As an old Ledyard Loyalist I was pleased to see the portrait of my mentor grace the cover of the Summer DAM. Pride soon turned to dismay, however. "Prodigal Son"? Ledyard was never able to rub two nickels together. "One of history's greatest failures"? He was the first Dartmouth student to recognize the opportunities of the great outdoors (a forerunner of Fred Harris '11, who founded the DOC). Ledyard was the first to bring drama to Dartmouth (a forerunner of Warner Bentley and others), and the first to go on term leave. All three of these pioneer efforts stand today, two centuries later, as hallmarks of the unique Dartmouth experience.

Following Dartmouth Ledyard became the first author to have a book copyrighted in America; the first white American to set foot on the West Coast of North America; the first American to recognize the pos- sibilities for fur trade which John Jacob Astor followed through on years later. Ledyard traveled farther on land than any other person of his genera- tion, and farther than most people by sea. He also planted the seed for the famous Lewis and Clark expedition to the Northwest. Ledyard was, no doubt, the first American to hike 1,000 miles up and around the Gulf of Bothnia—in winter no less. He kept extensive journals and was a keen observer of the customs of native peoples.

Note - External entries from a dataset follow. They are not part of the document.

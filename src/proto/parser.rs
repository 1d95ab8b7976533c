//! Schema-definition parser: a hand-rolled tokenizer and recursive-descent
//! parser for a restricted proto3 subset.
//!
//! Accepts `syntax = "proto3";`, an optional dotted `package` declaration,
//! and `message` blocks. Unknown top-level tokens are skipped so files using
//! qualifiers we do not model (`option`, `import`, ...) still load; malformed
//! tokens inside a message body fail with a line-numbered error.

use std::collections::BTreeMap;

use thiserror::Error;

use crate::proto::schema::{FieldDef, Label, MessageDef, ScalarType};

/// Schema parse errors, each carrying the source line it was raised on.
#[derive(Error, Debug, Clone, PartialEq, Eq)]
pub enum ParseError {
    #[error("line {line}: expected syntax version string")]
    ExpectedSyntaxVersion { line: usize },

    #[error("line {line}: expected package name")]
    ExpectedPackageName { line: usize },

    #[error("line {line}: expected field type, found '{found}'")]
    ExpectedFieldType { line: usize, found: String },

    #[error("line {line}: expected field name")]
    ExpectedFieldName { line: usize },

    #[error("line {line}: expected positive field tag")]
    ExpectedFieldTag { line: usize },

    #[error("line {line}: unexpected token '{found}'")]
    UnexpectedToken { line: usize, found: String },

    #[error("line {line}: unterminated string literal")]
    UnterminatedString { line: usize },
}

#[derive(Debug, Clone, PartialEq)]
enum Token {
    /// Identifier or keyword; dotted names lex as one token.
    Ident(String),
    Integer(u64),
    Str(String),
    Equals,
    Semicolon,
    LBrace,
    RBrace,
    Eof,
}

impl Token {
    fn describe(&self) -> String {
        match self {
            Token::Ident(s) => s.clone(),
            Token::Integer(n) => n.to_string(),
            Token::Str(s) => format!("\"{}\"", s),
            Token::Equals => "=".into(),
            Token::Semicolon => ";".into(),
            Token::LBrace => "{".into(),
            Token::RBrace => "}".into(),
            Token::Eof => "<eof>".into(),
        }
    }
}

struct Lexer<'a> {
    input: &'a str,
    pos: usize,
    line: usize,
}

impl<'a> Lexer<'a> {
    fn new(input: &'a str) -> Self {
        Self {
            input,
            pos: 0,
            line: 1,
        }
    }

    fn peek_char(&self) -> Option<char> {
        self.input[self.pos..].chars().next()
    }

    fn next_char(&mut self) -> Option<char> {
        let ch = self.peek_char()?;
        self.pos += ch.len_utf8();
        if ch == '\n' {
            self.line += 1;
        }
        Some(ch)
    }

    /// Skip whitespace and `// ...` line comments, counting newlines.
    fn skip_trivia(&mut self) {
        loop {
            while let Some(ch) = self.peek_char() {
                if ch.is_whitespace() {
                    self.next_char();
                } else {
                    break;
                }
            }
            if self.input[self.pos..].starts_with("//") {
                while let Some(ch) = self.next_char() {
                    if ch == '\n' {
                        break;
                    }
                }
                continue;
            }
            break;
        }
    }

    fn read_identifier(&mut self) -> String {
        let start = self.pos;
        while let Some(ch) = self.peek_char() {
            if ch.is_alphanumeric() || ch == '_' || ch == '.' {
                self.next_char();
            } else {
                break;
            }
        }
        self.input[start..self.pos].to_string()
    }

    fn read_integer(&mut self) -> u64 {
        let start = self.pos;
        while let Some(ch) = self.peek_char() {
            if ch.is_ascii_digit() {
                self.next_char();
            } else {
                break;
            }
        }
        self.input[start..self.pos].parse().unwrap_or(0)
    }

    fn read_string(&mut self) -> Result<String, ParseError> {
        self.next_char(); // opening quote
        let start = self.pos;
        while let Some(ch) = self.peek_char() {
            if ch == '"' {
                let s = self.input[start..self.pos].to_string();
                self.next_char();
                return Ok(s);
            }
            self.next_char();
        }
        Err(ParseError::UnterminatedString { line: self.line })
    }

    fn next_token(&mut self) -> Result<Token, ParseError> {
        self.skip_trivia();

        let ch = match self.peek_char() {
            Some(c) => c,
            None => return Ok(Token::Eof),
        };

        match ch {
            '=' => {
                self.next_char();
                Ok(Token::Equals)
            }
            ';' => {
                self.next_char();
                Ok(Token::Semicolon)
            }
            '{' => {
                self.next_char();
                Ok(Token::LBrace)
            }
            '}' => {
                self.next_char();
                Ok(Token::RBrace)
            }
            '"' => Ok(Token::Str(self.read_string()?)),
            c if c.is_ascii_digit() => Ok(Token::Integer(self.read_integer())),
            c if c.is_alphabetic() || c == '_' => Ok(Token::Ident(self.read_identifier())),
            other => {
                self.next_char();
                Err(ParseError::UnexpectedToken {
                    line: self.line,
                    found: other.to_string(),
                })
            }
        }
    }
}

struct Parser<'a> {
    lexer: Lexer<'a>,
    peeked: Option<Token>,
}

impl<'a> Parser<'a> {
    fn new(source: &'a str) -> Self {
        Self {
            lexer: Lexer::new(source),
            peeked: None,
        }
    }

    fn line(&self) -> usize {
        self.lexer.line
    }

    fn next(&mut self) -> Result<Token, ParseError> {
        match self.peeked.take() {
            Some(tok) => Ok(tok),
            None => self.lexer.next_token(),
        }
    }

    fn peek(&mut self) -> Result<&Token, ParseError> {
        if self.peeked.is_none() {
            self.peeked = Some(self.lexer.next_token()?);
        }
        Ok(self.peeked.as_ref().unwrap())
    }

    fn expect(&mut self, want: Token) -> Result<(), ParseError> {
        let tok = self.next()?;
        if tok == want {
            Ok(())
        } else {
            Err(ParseError::UnexpectedToken {
                line: self.line(),
                found: tok.describe(),
            })
        }
    }

    /// `syntax = "proto3";` with the version string parsed but not enforced.
    fn parse_syntax(&mut self) -> Result<(), ParseError> {
        self.expect(Token::Equals)
            .map_err(|_| ParseError::ExpectedSyntaxVersion { line: self.line() })?;
        match self.next()? {
            Token::Str(_) => {}
            _ => return Err(ParseError::ExpectedSyntaxVersion { line: self.line() }),
        }
        self.expect(Token::Semicolon)
    }

    /// `package dotted.name;`
    fn parse_package(&mut self) -> Result<(), ParseError> {
        match self.next()? {
            Token::Ident(_) => {}
            _ => return Err(ParseError::ExpectedPackageName { line: self.line() }),
        }
        self.expect(Token::Semicolon)
    }

    fn parse_message(&mut self) -> Result<MessageDef, ParseError> {
        let name = match self.next()? {
            Token::Ident(name) => name,
            tok => {
                return Err(ParseError::UnexpectedToken {
                    line: self.line(),
                    found: tok.describe(),
                })
            }
        };
        self.expect(Token::LBrace)?;

        let mut fields = BTreeMap::new();
        loop {
            if matches!(self.peek()?, Token::RBrace) {
                self.next()?;
                break;
            }
            let field = self.parse_field()?;
            fields.insert(field.tag, field);
        }

        Ok(MessageDef {
            name,
            fields,
            source: String::new(), // filled in by the caller with the file source
        })
    }

    /// `[label] type name = tag;`
    fn parse_field(&mut self) -> Result<FieldDef, ParseError> {
        let mut label = Label::Optional;
        let mut type_token = match self.next()? {
            Token::Ident(ident) => ident,
            tok => {
                return Err(ParseError::ExpectedFieldType {
                    line: self.line(),
                    found: tok.describe(),
                })
            }
        };

        match type_token.as_str() {
            "optional" => {
                label = Label::Optional;
                type_token = self.ident_or(|line, found| ParseError::ExpectedFieldType {
                    line,
                    found,
                })?;
            }
            "required" => {
                label = Label::Required;
                type_token = self.ident_or(|line, found| ParseError::ExpectedFieldType {
                    line,
                    found,
                })?;
            }
            "repeated" => {
                label = Label::Repeated;
                type_token = self.ident_or(|line, found| ParseError::ExpectedFieldType {
                    line,
                    found,
                })?;
            }
            _ => {}
        }

        // A non-keyword type token is a reference to another message type,
        // preserved verbatim for resolution at encode/decode time.
        let (scalar, type_name) = match ScalarType::from_keyword(&type_token) {
            Some(scalar) => (scalar, None),
            None => (ScalarType::Message, Some(type_token)),
        };

        let name = match self.next()? {
            Token::Ident(name) => name,
            _ => return Err(ParseError::ExpectedFieldName { line: self.line() }),
        };

        self.expect(Token::Equals)
            .map_err(|_| ParseError::ExpectedFieldTag { line: self.line() })?;

        let tag = match self.next()? {
            Token::Integer(tag) if tag > 0 && tag <= u32::MAX as u64 => tag as u32,
            _ => return Err(ParseError::ExpectedFieldTag { line: self.line() }),
        };

        self.expect(Token::Semicolon)?;

        Ok(FieldDef {
            name,
            tag,
            scalar,
            label,
            type_name,
        })
    }

    fn ident_or(
        &mut self,
        err: impl FnOnce(usize, String) -> ParseError,
    ) -> Result<String, ParseError> {
        let tok = self.next()?;
        match tok {
            Token::Ident(ident) => Ok(ident),
            other => Err(err(self.line(), other.describe())),
        }
    }
}

/// Parse a schema file into its message definitions. Each returned definition
/// carries a copy of the full file source.
pub fn parse_schema(source: &str) -> Result<Vec<MessageDef>, ParseError> {
    let mut parser = Parser::new(source);
    let mut messages = Vec::new();

    loop {
        match parser.next()? {
            Token::Eof => break,
            Token::Ident(ident) => match ident.as_str() {
                "syntax" => parser.parse_syntax()?,
                "package" => parser.parse_package()?,
                "message" => {
                    let mut def = parser.parse_message()?;
                    def.source = source.to_string();
                    messages.push(def);
                }
                // Forward compatibility: unknown top-level tokens are skipped.
                _ => {}
            },
            _ => {}
        }
    }

    Ok(messages)
}
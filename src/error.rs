//! Error types for typemq.

use std::io;

use thiserror::Error;

/// Main error type for typemq.
#[derive(Error, Debug)]
pub enum Error {
    #[error("I/O error: {0}")]
    Io(#[from] io::Error),

    #[error("Protocol error: {0}")]
    Protocol(#[from] ProtocolError),

    #[error("Configuration error: {0}")]
    Config(#[from] config::ConfigError),

    #[error("Registry error: {0}")]
    Registry(#[from] crate::registry::RegistryError),
}

/// MQTT protocol errors.
#[derive(Error, Debug)]
pub enum ProtocolError {
    #[error("Invalid packet type: {0}")]
    InvalidPacketType(u8),

    #[error("Invalid remaining length encoding")]
    InvalidRemainingLength,

    #[error("Incomplete packet: need {needed} bytes, have {have}")]
    IncompletePacket { needed: usize, have: usize },

    #[error("Invalid protocol name: expected 'MQTT', got '{0}'")]
    InvalidProtocolName(String),

    #[error("Invalid connect flags: {0:#04x}")]
    InvalidConnectFlags(u8),

    #[error("Invalid UTF-8 string")]
    InvalidUtf8,

    #[error("Malformed packet: {0}")]
    MalformedPacket(String),

    #[error("Packet of {size} bytes exceeds limit of {limit}")]
    PacketTooLarge { size: usize, limit: usize },

    #[error("First packet must be CONNECT")]
    FirstPacketNotConnect,
}

pub type Result<T> = std::result::Result<T, Error>;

He was one of the first to suggest that American Indians originally migrated from Asia.

If all the above represents "failure" as mentioned on the magazine cover, what then is success? As Cavafey's epic poem "Ithaca" reveals, it is the striving toward the destination that is important, not the arrival.

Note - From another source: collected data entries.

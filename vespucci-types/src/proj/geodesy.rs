use std::marker::PhantomData;

use geodesy::prelude::*;

use crate::cartesian::{CartesianPoint2d, NewCartesianPoint2d};
use crate::geo::{GeoPoint, NewGeoPoint};
use crate::proj::Projection;

/// Projection backed by a [`geodesy`] operator definition string.
///
/// Used by the registry for user-supplied coordinate systems. A definition the library
/// cannot parse yields `None` from [`GeodesyProjection::new`], and the registry then falls
/// back to plain geographic formatting.
pub struct GeodesyProjection<In, Out> {
    context: Minimal,
    op: OpHandle,
    phantom_in: PhantomData<In>,
    phantom_out: PhantomData<Out>,
}

impl<In, Out> GeodesyProjection<In, Out> {
    /// Creates a projection from a geodesy operator definition, e.g. `"utm zone=32"`.
    pub fn new(definition: &str) -> Option<Self> {
        let mut context = Minimal::new();
        let op = context.op(definition).ok()?;
        Some(Self {
            context,
            op,
            phantom_in: PhantomData,
            phantom_out: PhantomData,
        })
    }
}

impl<In: NewGeoPoint<f64>, Out: NewCartesianPoint2d<f64>> Projection
    for GeodesyProjection<In, Out>
{
    type InPoint = In;
    type OutPoint = Out;

    fn project(&self, input: &Self::InPoint) -> Option<Self::OutPoint> {
        let mut data = [Coor2D::geo(input.lat(), input.lon())];
        self.context.apply(self.op, Fwd, &mut data).ok()?;

        if !data[0].0[0].is_finite() || !data[0].0[1].is_finite() {
            return None;
        }

        Some(Out::new(data[0].0[0], data[0].0[1]))
    }

    fn unproject(&self, input: &Self::OutPoint) -> Option<Self::InPoint> {
        let mut data = [Coor2D([input.x(), input.y()])];
        self.context.apply(self.op, Inv, &mut data).ok()?;

        Some(In::latlon(
            data[0].0[1].to_degrees(),
            data[0].0[0].to_degrees(),
        ))
    }
}

#[cfg(test)]
mod tests {
    use nalgebra::Point2;

    use super::*;
    use crate::geo::GroundPoint;

    #[test]
    fn malformed_definition_is_rejected() {
        assert!(
            GeodesyProjection::<GroundPoint, Point2<f64>>::new("definitely not a projection")
                .is_none()
        );
    }
}
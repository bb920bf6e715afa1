//! Fixed palettes offered by styling UIs.
//!
//! These are plain immutable data tables. The style model does not require chosen values
//! to come from here; a host is free to apply arbitrary values (for example an opacity
//! slider adjusting the alpha of a palette color).

use crate::color::Color;

/// Named colors offered by the styling UI.
pub const COLORS: [(&str, Color); 8] = [
    ("Red", Color::RED),
    ("Orange", Color::ORANGE),
    ("Yellow", Color::YELLOW),
    ("Green", Color::GREEN),
    ("Blue", Color::BLUE),
    ("Purple", Color::PURPLE),
    ("White", Color::WHITE),
    ("Black", Color::BLACK),
];

/// Point symbol sizes in pixels.
pub const POINT_SIZES: [f64; 5] = [4.0, 6.0, 8.0, 12.0, 16.0];

/// Line stroke widths in pixels.
pub const LINE_WIDTHS: [f64; 5] = [1.0, 2.0, 3.0, 5.0, 8.0];

/// Polygon outline widths in pixels.
pub const OUTLINE_WIDTHS: [f64; 4] = [0.0, 1.0, 2.0, 4.0];

/// Font families offered for text labels.
pub const FONT_FAMILIES: [&str; 3] = ["sans-serif", "serif", "monospace"];

/// Font sizes in points offered for text labels.
pub const FONT_SIZES: [f64; 4] = [10.0, 12.0, 16.0, 24.0];
//! Cartesian point traits used by the projection and area code.

use nalgebra::{Point2, Point3, Scalar};
use num_traits::{Float, FromPrimitive};

/// A point in a 2-dimensional cartesian coordinate system.
pub trait CartesianPoint2d {
    /// Numeric type used to represent coordinates.
    type Num: Float + Scalar + FromPrimitive;

    /// X coordinate.
    fn x(&self) -> Self::Num;

    /// Y coordinate.
    fn y(&self) -> Self::Num;
}

/// A 2d cartesian point type that can be constructed from coordinates.
pub trait NewCartesianPoint2d<Num = f64>: CartesianPoint2d<Num = Num> {
    /// Creates a new point.
    fn new(x: Num, y: Num) -> Self;
}

/// A point in a 3-dimensional cartesian coordinate system.
pub trait CartesianPoint3d {
    /// Numeric type used to represent coordinates.
    type Num: Float + Scalar + FromPrimitive;

    /// X coordinate.
    fn x(&self) -> Self::Num;

    /// Y coordinate.
    fn y(&self) -> Self::Num;

    /// Z coordinate.
    fn z(&self) -> Self::Num;

    /// Straight-line distance to another point.
    fn distance(&self, other: &impl CartesianPoint3d<Num = Self::Num>) -> Self::Num {
        let dx = self.x() - other.x();
        let dy = self.y() - other.y();
        let dz = self.z() - other.z();
        (dx * dx + dy * dy + dz * dz).sqrt()
    }
}

impl CartesianPoint2d for Point2<f64> {
    type Num = f64;

    fn x(&self) -> f64 {
        self.x
    }

    fn y(&self) -> f64 {
        self.y
    }
}

impl NewCartesianPoint2d for Point2<f64> {
    fn new(x: f64, y: f64) -> Self {
        Point2::new(x, y)
    }
}

impl CartesianPoint3d for Point3<f64> {
    type Num = f64;

    fn x(&self) -> f64 {
        self.x
    }

    fn y(&self) -> f64 {
        self.y
    }

    fn z(&self) -> f64 {
        self.z
    }
}

#[cfg(test)]
mod tests {
    use super::*;

    #[test]
    fn distance_3d() {
        let a = Point3::new(0.0, 0.0, 0.0);
        let b = Point3::new(3.0, 4.0, 12.0);
        assert_eq!(a.distance(&b), 13.0);
    }
}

Shame upon the DAM for resorting ing to tabloid journalism to catch the reader's eye. In addition to the front cover, such expressions as "a disappearing act," "a gaudy apparition," "an ingominous death," and "vomit" are simply examples of cheap, sensationalized verbiage unworthy of the magazine. And what about an entire page picturing a black sheep? A crude attempt at unspoken symbolism? Maybe, just maybe, our impish editor inserted these shock words simply to increase the number of letters to the DAM. If so, watch out Eleazar. Black Dan, Hoppy, Rocky, and, yes, even the now legendary John Sloan Dickey.

Etna, New Hampshire

Selective Morality

Your recent cynical comments on The Dartmouth Review ["On the Hill," Summer] were disappointing—and predictably wide of the mark.

Having spent seven years as legal council and director of institutional affairs at a leading New England college (which, for the purposes of this letter, will be kept anonymous) before returning to private industry, I can say with conviction that the Review is more in touch with the "real world" than Dartmouth faculty and administrators. The Review has done great service in exposing an institutionhigher education in general, Dartmouth in particular—fully deserving of challenge and scrutiny.

For an administration and alumni magazine to dismiss so lightly and condescendingly the freedom of speech and theft issues inherent in the episode involving confiscation of Review newspapers speaks volumes about the selective morality that continues to plague Dartmouth and so many other colleges and universities. Anyone with any understanding of the atmosphere that overwhelms these institutions, where one's racial, political, or sexual grouping is valued over individualism, knows' very well that Dartmouth's position on this issue would be 180 degrees different were the group in question of another minority persuasion—black, gay, or lesbian as opposed to conservative.

Glastonbury, Connecticut

Editorial Note

Mr. Lips wasn't the only one who took us to task for the editor's "On the Hill" comment in the Summer issue, "The Review's Bedfellows Get Stranger." So did the Dartmouth administration. For one thing, we got the chronology wrong: the policy toward dormitory distribution of publications was announced before The Dartmouth Review demanded more active protection. We apologize for the error.

The administration also pointed to its growing emphasis on letting students solve their own differences. After a talk with Dean of Students Lee Pelton, Amiri Barksdale '96 and friends stopped picking up the paper in the dorms. While we admire this Let-students-teach-each-other attitude, we do wish the administration would use its pulpit more aggressively. Dartmouth is one of the few top schools that allow publications to distribute in bulk to the dormitories. Rather than merely stating a legalistic policy comparing the Review with "litter," the administration might have uttered a few stern words about the Bill of Rights. Such a timely sermon would have served the College's educational purpose nicely, while proving a commitment to free speech that has existed all along.—Ed.